■ **Your objective**: Starting at the top of the entries below, set down every line exactly, please, until you reach the line with "range) stack index", which is included too.

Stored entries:
------------

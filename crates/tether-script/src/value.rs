//! Script value representation
//!
//! Values are reference counted on the script side. Tables, functions,
//! userdata and threads compare by identity; numbers and strings compare by
//! content. Integers and floats are both of script type `number`.

use std::any::Any;
use std::cell::{Cell, RefCell};
use std::fmt;
use std::hash::{Hash, Hasher};
use std::rc::{Rc, Weak};

use crate::gc::{FinalizerQueue, PendingFinalizer};
use crate::state::ScriptState;
use crate::table::Table;
use crate::ScriptResult;

/// Dynamic type tag of a stack slot
#[derive(Debug, Clone, Copy, PartialEq, Eq, Hash)]
pub enum ScriptType {
    /// Invalid (out of range) stack index
    None,
    /// `nil`
    Nil,
    /// `true` / `false`
    Boolean,
    /// Raw address, no metatable
    LightUserData,
    /// Integer or float
    Number,
    /// Immutable string
    String,
    /// Associative table
    Table,
    /// Callable closure
    Function,
    /// Opaque payload with a metatable
    UserData,
    /// Coroutine stack
    Thread,
}

impl ScriptType {
    /// Name as reported in error messages
    pub const fn name(self) -> &'static str {
        match self {
            ScriptType::None => "no value",
            ScriptType::Nil => "nil",
            ScriptType::Boolean => "boolean",
            ScriptType::LightUserData => "userdata",
            ScriptType::Number => "number",
            ScriptType::String => "string",
            ScriptType::Table => "table",
            ScriptType::Function => "function",
            ScriptType::UserData => "userdata",
            ScriptType::Thread => "thread",
        }
    }
}

impl fmt::Display for ScriptType {
    fn fmt(&self, f: &mut fmt::Formatter<'_>) -> fmt::Result {
        f.write_str(self.name())
    }
}

/// Native closure signature.
///
/// Arguments sit at stack indices `1..=top()`; the closure pushes its results
/// and returns how many of the topmost values are results.
pub type NativeFn = dyn Fn(&mut ScriptState) -> ScriptResult<usize>;

/// A callable closure
pub struct Function {
    pub(crate) name: Option<Rc<str>>,
    pub(crate) source: Option<Rc<str>>,
    pub(crate) body: Box<NativeFn>,
}

/// Shared handle to a function
#[derive(Clone)]
pub struct FunctionRef(pub(crate) Rc<Function>);

impl FunctionRef {
    /// Wrap a native closure
    pub fn new(body: impl Fn(&mut ScriptState) -> ScriptResult<usize> + 'static) -> Self {
        FunctionRef(Rc::new(Function {
            name: None,
            source: None,
            body: Box::new(body),
        }))
    }

    /// Wrap a closure that stands for script code loaded from `source`.
    ///
    /// Frames running such a function report `source:line:` locations.
    pub fn chunk(
        source: &str,
        body: impl Fn(&mut ScriptState) -> ScriptResult<usize> + 'static,
    ) -> Self {
        FunctionRef(Rc::new(Function {
            name: None,
            source: Some(Rc::from(source)),
            body: Box::new(body),
        }))
    }

    /// Attach a debug name
    pub fn named(name: &str, body: impl Fn(&mut ScriptState) -> ScriptResult<usize> + 'static) -> Self {
        FunctionRef(Rc::new(Function {
            name: Some(Rc::from(name)),
            source: None,
            body: Box::new(body),
        }))
    }

    /// Debug name, if any
    pub fn name(&self) -> Option<&str> {
        self.0.name.as_deref()
    }

    /// Chunk name for script functions
    pub fn source(&self) -> Option<&str> {
        self.0.source.as_deref()
    }

    fn addr(&self) -> usize {
        Rc::as_ptr(&self.0) as *const () as usize
    }
}

/// Shared handle to a table
#[derive(Clone)]
pub struct TableRef(pub(crate) Rc<RefCell<Table>>);

impl TableRef {
    /// Create an empty table
    pub fn new() -> Self {
        TableRef(Rc::new(RefCell::new(Table::new())))
    }

    /// Raw read (no metamethods)
    pub fn raw_get(&self, key: &Value) -> Value {
        self.0.borrow().get(key)
    }

    /// Raw read by string key
    pub fn raw_get_str(&self, key: &str) -> Value {
        self.0.borrow().get(&Value::from(key))
    }

    /// Raw write (no metamethods). Returns false for a nil or NaN key.
    pub fn raw_set(&self, key: Value, value: Value) -> bool {
        self.0.borrow_mut().set(key, value)
    }

    /// Border of the array part
    pub fn raw_len(&self) -> usize {
        self.0.borrow().len()
    }

    /// Snapshot of all live entries
    pub fn pairs(&self) -> Vec<(Value, Value)> {
        self.0.borrow().pairs()
    }

    /// Attached metatable
    pub fn metatable(&self) -> Option<TableRef> {
        self.0.borrow().metatable.clone()
    }

    /// Replace the metatable; honors `__mode` containing `v`
    pub fn set_metatable(&self, mt: Option<TableRef>) {
        let weak = mt
            .as_ref()
            .map(|m| match m.raw_get_str("__mode") {
                Value::String(mode) => mode.contains('v'),
                _ => false,
            })
            .unwrap_or(false);
        let mut table = self.0.borrow_mut();
        table.metatable = mt;
        table.set_weak_values(weak);
    }

    fn addr(&self) -> usize {
        Rc::as_ptr(&self.0) as *const () as usize
    }
}

impl Default for TableRef {
    fn default() -> Self {
        Self::new()
    }
}

/// Full userdata: an opaque payload plus a metatable
pub struct UserData {
    payload: RefCell<Option<Box<dyn Any>>>,
    metatable: RefCell<Option<TableRef>>,
    finalizers: Weak<FinalizerQueue>,
    finalized: Cell<bool>,
}

impl UserData {
    pub(crate) fn new(payload: Box<dyn Any>, finalizers: Weak<FinalizerQueue>) -> Self {
        Self {
            payload: RefCell::new(Some(payload)),
            metatable: RefCell::new(None),
            finalizers,
            finalized: Cell::new(false),
        }
    }

    pub(crate) fn resurrected(
        payload: Box<dyn Any>,
        metatable: TableRef,
        finalizers: Weak<FinalizerQueue>,
    ) -> Self {
        Self {
            payload: RefCell::new(Some(payload)),
            metatable: RefCell::new(Some(metatable)),
            finalizers,
            finalized: Cell::new(true),
        }
    }
}

impl Drop for UserData {
    fn drop(&mut self) {
        if self.finalized.get() {
            return;
        }
        let Some(queue) = self.finalizers.upgrade() else {
            return;
        };
        let metatable = self.metatable.get_mut().take();
        let payload = self.payload.get_mut().take();
        if let (Some(metatable), Some(payload)) = (metatable, payload) {
            queue.push(PendingFinalizer { payload, metatable });
        }
    }
}

/// Shared handle to userdata
#[derive(Clone)]
pub struct UserDataRef(pub(crate) Rc<UserData>);

impl UserDataRef {
    /// Attached metatable
    pub fn metatable(&self) -> Option<TableRef> {
        self.0.metatable.borrow().clone()
    }

    /// Replace the metatable
    pub fn set_metatable(&self, mt: Option<TableRef>) {
        *self.0.metatable.borrow_mut() = mt;
    }

    /// Borrow the payload as `T`
    pub fn with_payload<T: 'static, R>(&self, f: impl FnOnce(&T) -> R) -> Option<R> {
        let payload = self.0.payload.borrow();
        payload.as_ref()?.downcast_ref::<T>().map(f)
    }

    fn addr(&self) -> usize {
        Rc::as_ptr(&self.0) as *const () as usize
    }
}

/// Frame record on a thread's call stack
#[derive(Clone)]
pub(crate) struct Frame {
    pub(crate) base: usize,
    pub(crate) function: Option<FunctionRef>,
    pub(crate) line: u32,
}

/// A coroutine stack
pub struct ThreadData {
    pub(crate) stack: RefCell<Vec<Value>>,
    pub(crate) frames: RefCell<Vec<Frame>>,
}

impl ThreadData {
    pub(crate) fn new() -> Self {
        Self {
            stack: RefCell::new(Vec::with_capacity(64)),
            frames: RefCell::new(vec![Frame {
                base: 0,
                function: None,
                line: 0,
            }]),
        }
    }
}

/// Shared handle to a thread
#[derive(Clone)]
pub struct ThreadRef(pub(crate) Rc<ThreadData>);

impl ThreadRef {
    fn addr(&self) -> usize {
        Rc::as_ptr(&self.0) as *const () as usize
    }
}

/// A script value
#[derive(Clone, Default)]
pub enum Value {
    /// `nil`
    #[default]
    Nil,
    /// Boolean
    Boolean(bool),
    /// Integer subtype of number
    Integer(i64),
    /// Float subtype of number
    Number(f64),
    /// String
    String(Rc<str>),
    /// Table
    Table(TableRef),
    /// Function
    Function(FunctionRef),
    /// Full userdata
    UserData(UserDataRef),
    /// Coroutine
    Thread(ThreadRef),
    /// Light userdata (raw address)
    LightUserData(usize),
}

impl Value {
    /// Dynamic type tag
    pub fn type_of(&self) -> ScriptType {
        match self {
            Value::Nil => ScriptType::Nil,
            Value::Boolean(_) => ScriptType::Boolean,
            Value::Integer(_) | Value::Number(_) => ScriptType::Number,
            Value::String(_) => ScriptType::String,
            Value::Table(_) => ScriptType::Table,
            Value::Function(_) => ScriptType::Function,
            Value::UserData(_) => ScriptType::UserData,
            Value::Thread(_) => ScriptType::Thread,
            Value::LightUserData(_) => ScriptType::LightUserData,
        }
    }

    /// Type name for messages
    pub fn type_name(&self) -> &'static str {
        self.type_of().name()
    }

    /// Check for nil
    pub fn is_nil(&self) -> bool {
        matches!(self, Value::Nil)
    }

    /// Everything except `nil` and `false` is truthy
    pub fn is_truthy(&self) -> bool {
        !matches!(self, Value::Nil | Value::Boolean(false))
    }

    /// Numeric value; strings are not converted
    pub fn as_number(&self) -> Option<f64> {
        match self {
            Value::Integer(i) => Some(*i as f64),
            Value::Number(n) => Some(*n),
            _ => None,
        }
    }

    /// Integer value; floats qualify only when they are exactly integral
    pub fn as_integer(&self) -> Option<i64> {
        match self {
            Value::Integer(i) => Some(*i),
            Value::Number(n) => float_to_integer(*n),
            _ => None,
        }
    }

    /// String contents
    pub fn as_str(&self) -> Option<&str> {
        match self {
            Value::String(s) => Some(s),
            _ => None,
        }
    }

    /// Primitive equality without metamethods
    pub fn raw_equals(&self, other: &Value) -> bool {
        match (self, other) {
            (Value::Nil, Value::Nil) => true,
            (Value::Boolean(a), Value::Boolean(b)) => a == b,
            (Value::Integer(a), Value::Integer(b)) => a == b,
            (Value::Integer(_), Value::Number(_)) | (Value::Number(_), Value::Integer(_)) => {
                self.as_number() == other.as_number()
            }
            (Value::Number(a), Value::Number(b)) => a == b,
            (Value::String(a), Value::String(b)) => a == b,
            (Value::LightUserData(a), Value::LightUserData(b)) => a == b,
            _ => match (self.identity(), other.identity()) {
                (Some(a), Some(b)) => a == b,
                _ => false,
            },
        }
    }

    /// Address of a reference value
    pub fn identity(&self) -> Option<usize> {
        match self {
            Value::Table(t) => Some(t.addr()),
            Value::Function(f) => Some(f.addr()),
            Value::UserData(u) => Some(u.addr()),
            Value::Thread(t) => Some(t.addr()),
            _ => None,
        }
    }

    pub(crate) fn metatable(&self) -> Option<TableRef> {
        match self {
            Value::Table(t) => t.metatable(),
            Value::UserData(u) => u.metatable(),
            _ => None,
        }
    }
}

pub(crate) fn float_to_integer(n: f64) -> Option<i64> {
    if n.fract() == 0.0 && n >= i64::MIN as f64 && n < i64::MAX as f64 {
        Some(n as i64)
    } else {
        None
    }
}

impl From<bool> for Value {
    fn from(b: bool) -> Self {
        Value::Boolean(b)
    }
}

impl From<i64> for Value {
    fn from(i: i64) -> Self {
        Value::Integer(i)
    }
}

impl From<f64> for Value {
    fn from(n: f64) -> Self {
        Value::Number(n)
    }
}

impl From<&str> for Value {
    fn from(s: &str) -> Self {
        Value::String(Rc::from(s))
    }
}

impl From<String> for Value {
    fn from(s: String) -> Self {
        Value::String(Rc::from(s))
    }
}

impl fmt::Debug for Value {
    fn fmt(&self, f: &mut fmt::Formatter<'_>) -> fmt::Result {
        match self {
            Value::Nil => write!(f, "nil"),
            Value::Boolean(b) => write!(f, "{}", b),
            Value::Integer(i) => write!(f, "{}", i),
            Value::Number(n) => write!(f, "{:?}", n),
            Value::String(s) => write!(f, "{:?}", s),
            other => write!(
                f,
                "{}: {:#x}",
                other.type_name(),
                other.identity().unwrap_or_default()
            ),
        }
    }
}

impl fmt::Display for Value {
    fn fmt(&self, f: &mut fmt::Formatter<'_>) -> fmt::Result {
        match self {
            Value::Nil => write!(f, "nil"),
            Value::Boolean(b) => write!(f, "{}", b),
            Value::Integer(i) => write!(f, "{}", i),
            Value::Number(n) if n.fract() == 0.0 && n.is_finite() => write!(f, "{:.1}", n),
            Value::Number(n) => write!(f, "{}", n),
            Value::String(s) => f.write_str(s),
            Value::LightUserData(p) => write!(f, "userdata: {:#x}", p),
            other => write!(
                f,
                "{}: {:#x}",
                other.type_name(),
                other.identity().unwrap_or_default()
            ),
        }
    }
}

/// Hashable table key
#[derive(Clone)]
pub(crate) enum Key {
    Bool(bool),
    Int(i64),
    Float(u64),
    Str(Rc<str>),
    Ref(usize, Value),
    Light(usize),
}

impl Key {
    /// `None` for keys a table cannot hold (nil, NaN)
    pub(crate) fn from_value(value: &Value) -> Option<Key> {
        match value {
            Value::Nil => None,
            Value::Boolean(b) => Some(Key::Bool(*b)),
            Value::Integer(i) => Some(Key::Int(*i)),
            Value::Number(n) if n.is_nan() => None,
            Value::Number(n) => Some(match float_to_integer(*n) {
                Some(i) => Key::Int(i),
                None => Key::Float(n.to_bits()),
            }),
            Value::String(s) => Some(Key::Str(s.clone())),
            Value::LightUserData(p) => Some(Key::Light(*p)),
            other => other.identity().map(|addr| Key::Ref(addr, other.clone())),
        }
    }

    pub(crate) fn to_value(&self) -> Value {
        match self {
            Key::Bool(b) => Value::Boolean(*b),
            Key::Int(i) => Value::Integer(*i),
            Key::Float(bits) => Value::Number(f64::from_bits(*bits)),
            Key::Str(s) => Value::String(s.clone()),
            Key::Ref(_, v) => v.clone(),
            Key::Light(p) => Value::LightUserData(*p),
        }
    }
}

impl PartialEq for Key {
    fn eq(&self, other: &Self) -> bool {
        match (self, other) {
            (Key::Bool(a), Key::Bool(b)) => a == b,
            (Key::Int(a), Key::Int(b)) => a == b,
            (Key::Float(a), Key::Float(b)) => a == b,
            (Key::Str(a), Key::Str(b)) => a == b,
            (Key::Ref(a, _), Key::Ref(b, _)) => a == b,
            (Key::Light(a), Key::Light(b)) => a == b,
            _ => false,
        }
    }
}

impl Eq for Key {}

impl Hash for Key {
    fn hash<H: Hasher>(&self, state: &mut H) {
        std::mem::discriminant(self).hash(state);
        match self {
            Key::Bool(b) => b.hash(state),
            Key::Int(i) => i.hash(state),
            Key::Float(bits) => bits.hash(state),
            Key::Str(s) => s.hash(state),
            Key::Ref(addr, _) => addr.hash(state),
            Key::Light(p) => p.hash(state),
        }
    }
}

------------

■ **Completed exercise**:
filename crates/tether-script/src/value.rs
//! Script value representation
//!
//! Values are reference counted on the script side. Tables, functions,
//! userdata and threads compare by identity; numbers and strings compare by
//! content. Integers and floats are both of script type `number`.

use std::any::Any;
use std::cell::{Cell, RefCell};
use std::fmt;
use std::hash::{Hash, Hasher};
use std::rc::{Rc, Weak};

use crate::gc::{FinalizerQueue, PendingFinalizer};
use crate::state::ScriptState;
use crate::table::Table;
use crate::ScriptResult;

/// Dynamic type tag of a stack slot
#[derive(Debug, Clone, Copy, PartialEq, Eq, Hash)]
pub enum ScriptType {
    /// Invalid (out of range) stack index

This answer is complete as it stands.